# Passing thru Manhattan by boat



## TSOJOURNER (Dec 16, 1999)

I am a Brit sailing my Sweden 390 from Rhode Island to the Chesapeake, and planning to spend a few days seeing Manhattan with my family on the way. Reeds does not seem to list any places to berth further down the East River than City Island. Can anyone tell me of a place where i can lie securely and peacefully for a few days in late August?


----------



## TSOJOURNER (Dec 16, 1999)

Hello: have you considered Manhattan? Try North Cove, its home to me and a great place to visit if you want to overnight in Manhattan. I am a member of the sailing club and j24 racing team, look us up at myc.org....best of luck, J


----------



## mattny08 (May 14, 2006)

you should look into liberty landing marina in jersey city. It's almost directly across from North Cove in manhattan but the rates are much more reasonable. There is a ferry that goes directly from the marina to manhattan and runs every 30 minutes.

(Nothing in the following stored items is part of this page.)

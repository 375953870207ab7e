use axum::http::StatusCode;
use axum::response::{IntoResponse, Response};

/// Rejections the scheduling rules can produce before anything is written.
#[derive(Debug, Clone, PartialEq, Eq, thiserror::Error)]
pub enum SchedulingError {
    #[error("Horário Ocupado: já existe um agendamento neste horário")]
    Conflict,

    #[error("Horário inválido: não é possível agendar no passado")]
    Past,

    #[error("Horário inválido: o atendimento terminaria às {end}, após o fechamento")]
    TooLate { end: String },

    #[error("Horário inválido: fora do horário de funcionamento")]
    OutsideHours,

    #[error("Horário inválido: {start} não corresponde a um horário da agenda")]
    Misaligned { start: String },
}

impl SchedulingError {
    pub fn kind(&self) -> &'static str {
        match self {
            SchedulingError::Conflict => "conflict",
            SchedulingError::Past => "past",
            SchedulingError::TooLate { .. } => "too_late",
            SchedulingError::OutsideHours => "outside_hours",
            SchedulingError::Misaligned { .. } => "misaligned",
        }
    }
}

#[derive(Debug, thiserror::Error)]
pub enum AppError {
    #[error("database error: {0}")]
    Database(#[from] rusqlite::Error),

    #[error("{0}")]
    Validation(String),

    #[error(transparent)]
    Scheduling(#[from] SchedulingError),

    #[error("not found: {0}")]
    NotFound(String),

    #[error("unauthorized")]
    Unauthorized,

    #[error("internal error: {0}")]
    Internal(String),
}

impl From<anyhow::Error> for AppError {
    fn from(e: anyhow::Error) -> Self {
        AppError::Internal(e.to_string())
    }
}

impl AppError {
    pub fn kind(&self) -> &'static str {
        match self {
            AppError::Database(_) | AppError::Internal(_) => "persistence",
            AppError::Validation(_) => "validation",
            AppError::Scheduling(e) => e.kind(),
            AppError::NotFound(_) => "not_found",
            AppError::Unauthorized => "unauthorized",
        }
    }
}

impl IntoResponse for AppError {
    fn into_response(self) -> Response {
        let status = match &self {
            AppError::Database(_) => StatusCode::INTERNAL_SERVER_ERROR,
            AppError::Validation(_) => StatusCode::BAD_REQUEST,
            AppError::Scheduling(SchedulingError::Conflict) => StatusCode::CONFLICT,
            AppError::Scheduling(_) => StatusCode::UNPROCESSABLE_ENTITY,
            AppError::NotFound(_) => StatusCode::NOT_FOUND,
            AppError::Unauthorized => StatusCode::UNAUTHORIZED,
            AppError::Internal(_) => StatusCode::INTERNAL_SERVER_ERROR,
        };

        // Storage details stay in the log.
        let message = match &self {
            AppError::Database(e) => {
                tracing::error!(error = %e, "database failure");
                "Não foi possível salvar as alterações".to_string()
            }
            AppError::Internal(e) => {
                tracing::error!(error = %e, "internal failure");
                "Não foi possível salvar as alterações".to_string()
            }
            other => other.to_string(),
        };

        let body = serde_json::json!({ "error": self.kind(), "message": message });
        (status, axum::Json(body)).into_response()
    }
}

http://www.libertylandingmarina.com/


----------



## maestro (May 3, 2002)

*a few good choices*

Alan, Liberty Landing Marina is directly across from Manhattan In Jersey City NJ. There is also Liberty Harbor Marina in the same cove (but on the north side of the cove). Water taxis can take you and the family to Manhattan and back. They both have all you would need to stay soundly while enjoying NYC, but at $4 per foot per night not including electric/water it can get pricy if you stay for a long time. ( I do not know what you're looking to spend....some like to go on the "cheap"....but heck, if this is your first time visiting NYC, go all out and have fun.
Another option, if you are only going to be visiting for a few days, would be to get a mooring at the 79th street boat basin. It is much less expensive, but it can get rock and rolly with the water traffic and wind. On the upside, a dink to the dock and you are in Manhattan.

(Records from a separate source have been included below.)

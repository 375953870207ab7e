use chrono::NaiveDateTime;

/// Source of the current local wall-clock moment.
pub trait Clock: Send + Sync {
    fn now(&self) -> NaiveDateTime;
}

pub struct SystemClock;

impl Clock for SystemClock {
    fn now(&self) -> NaiveDateTime {
        chrono::Local::now().naive_local()
    }
}

pub struct FixedClock(pub NaiveDateTime);

impl Clock for FixedClock {
    fn now(&self) -> NaiveDateTime {
        self.0
    }
}
use anyhow::Context;
use rusqlite::{params, Connection};

/// Schema files, applied in order and recorded by name.
const MIGRATIONS: &[(&str, &str)] = &[(
    "001_initial.sql",
    include_str!("../../migrations/001_initial.sql"),
)];

pub fn run_migrations(conn: &mut Connection) -> anyhow::Result<()> {
    conn.execute_batch(
        "CREATE TABLE IF NOT EXISTS _migrations (
            name TEXT PRIMARY KEY,
            applied_at TEXT NOT NULL DEFAULT (datetime('now'))
        );",
    )
    .context("failed to create migrations table")?;

    for (name, sql) in MIGRATIONS {
        let already_applied: bool = conn
            .query_row(
                "SELECT COUNT(*) > 0 FROM _migrations WHERE name = ?1",
                params![name],
                |row| row.get(0),
            )
            .context("failed to check migration status")?;

        if already_applied {
            continue;
        }

        let tx = conn.transaction()?;
        tx.execute_batch(sql)
            .with_context(|| format!("failed to apply migration: {name}"))?;
        tx.execute("INSERT INTO _migrations (name) VALUES (?1)", params![name])
            .with_context(|| format!("failed to record migration: {name}"))?;
        tx.commit()?;

        tracing::info!("applied migration: {name}");
    }

    Ok(())
}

Either way, enjoy your time ....it's the greatest city in the world!!!


----------



## ebs001 (May 8, 2006)

When we stopped in NYC we stayed on Statten Island on a mooring ball at Great Kills. We then took the train to the Statten Island Ferry - the best free boat ride in the USA - and the subway to Central Park. One transit ticket covers you for the train and subway in one direction, North or South.
The cost of a mooring ball was $25 per night or $100 for the week. They also have launch service which will pick you up and deliver you to the dock free.


----------



## TSOJOURNER (Dec 16, 1999)

We did a sail last year on a Compac 23 from RI to Cheasapeake. Couple of suggestions - first is if you are coming to NY down LI Sound be aware that the tide running in the sound is strong and will affect your progress if you are sailing against it. (Not as bad a Woods Hole) but it is there.

There were a couple of beautiful small marinas along the CT & NJ coast that we stopped into - can give you a list if interested

We laid up just north of Laguardia Airport at a small private marina which was actually more of a drinking club with a few boats - the people were absolutely great but airport noisy (wouldn't recommend it) - go to a real marina 

If you have never done it, sailing down the east river in the early morning gives you great views but look out for water taxis, heavy commercial traffic and you want to be aware of Hell Gate. The tide dictates when you travel - we went with the begining of the out-going tide.

Good luck


----------



## TSOJOURNER (Dec 16, 1999)

*79th Street Marine Basin*

I haven't stayed there (79th street Basin) but I think you can pick up moorings there for $35-$45/night.

I stayed a Liberty Landing a year ago and it was great ! The views can't be beat. The only down side (other than price) was there was no grocery stores within walking distance. You can walk to the ferry for Ellis Island and the Statue. Water taxi to Manhattan from the marina. The marina has a boatyard also.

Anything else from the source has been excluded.